*TASK BRIEF:*
Gather, from the listing beneath this task, every line holding the string "return".

*DATA SUPPLIED:*
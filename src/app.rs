//! One client instance: configuration, HTTP adapter and session, wired
//! together so every request reads the same credential.

use std::sync::Arc;

use crate::api::{ApiClient, ChatApi, DocumentApi};
use crate::chat::{ChatSession, ConversationTarget, find_or_create};
use crate::config::Config;
use crate::documents::{DocumentOwner, DocumentPanel};
use crate::error::{ApiError, ChatError};
use crate::guard::{self, Area, GuardState};
use crate::notify::Notifier;
use crate::session::{FileTokenStore, SessionHandle, SessionStore, TokenStore};
use crate::workflow::WorkflowRole;

#[derive(Debug, Clone)]
pub struct App {
    config: Config,
    client: ApiClient,
    session: SessionStore,
}

impl App {
    /// Wire a client around an explicit token store.
    pub fn new(
        config: Config,
        tokens: Arc<dyn TokenStore>,
        notifier: Arc<dyn Notifier>,
    ) -> Result<Self, ApiError> {
        let handle = SessionHandle::new(tokens, notifier);
        let client = ApiClient::new(
            &config.api,
            Arc::new(handle.clone()),
            Arc::new(handle.clone()),
        )?;
        let session = SessionStore::new(handle, Arc::new(client.clone()));
        Ok(Self {
            config,
            client,
            session,
        })
    }

    /// Wire a client that keeps its token in the configured file.
    pub fn with_token_file(config: Config, notifier: Arc<dyn Notifier>) -> Result<Self, ApiError> {
        let tokens = Arc::new(FileTokenStore::new(&config.session.token_path));
        Self::new(config, tokens, notifier)
    }

    pub fn session(&self) -> &SessionStore {
        &self.session
    }

    /// Chat workflow of the signed-in user, or why there is none.
    pub fn workflow(&self) -> Result<WorkflowRole, ChatError> {
        let view = self.session.snapshot();
        let Some(workflow) = view
            .session
            .as_ref()
            .and_then(|s| WorkflowRole::for_role(s.role))
        else {
            return Err(ChatError::Denied(guard::evaluate(Area::Client, &view)));
        };
        let state = guard::evaluate(workflow.area(), &view);
        if !state.renders_outlet() {
            return Err(ChatError::Denied(state));
        }
        Ok(workflow)
    }

    /// Resolve the thread for `target` and open a chat view on it.
    pub async fn open_chat(&self, target: &ConversationTarget) -> Result<ChatSession, ChatError> {
        let workflow = self.workflow()?;
        if !workflow.allows(target.kind) {
            return Err(ChatError::Denied(GuardState::Unauthorized {
                redirect: workflow.home(),
            }));
        }

        let limit = self.config.chat.suggestion_limit;
        let api: Arc<dyn ChatApi> = Arc::new(self.client.clone());
        let reconciled = find_or_create(api.as_ref(), target, workflow, limit).await?;
        ChatSession::open(api, reconciled, workflow, limit).await
    }

    pub fn documents(&self, owner: DocumentOwner) -> DocumentPanel {
        let api: Arc<dyn DocumentApi> = Arc::new(self.client.clone());
        DocumentPanel::new(api, owner, self.config.upload.clone())
    }
}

*OUTPUT OF THE TASK:*
            return Err(ChatError::Denied(guard::evaluate(Area::Client, &view)));
            return Err(ChatError::Denied(state));
            return Err(ChatError::Denied(GuardState::Unauthorized {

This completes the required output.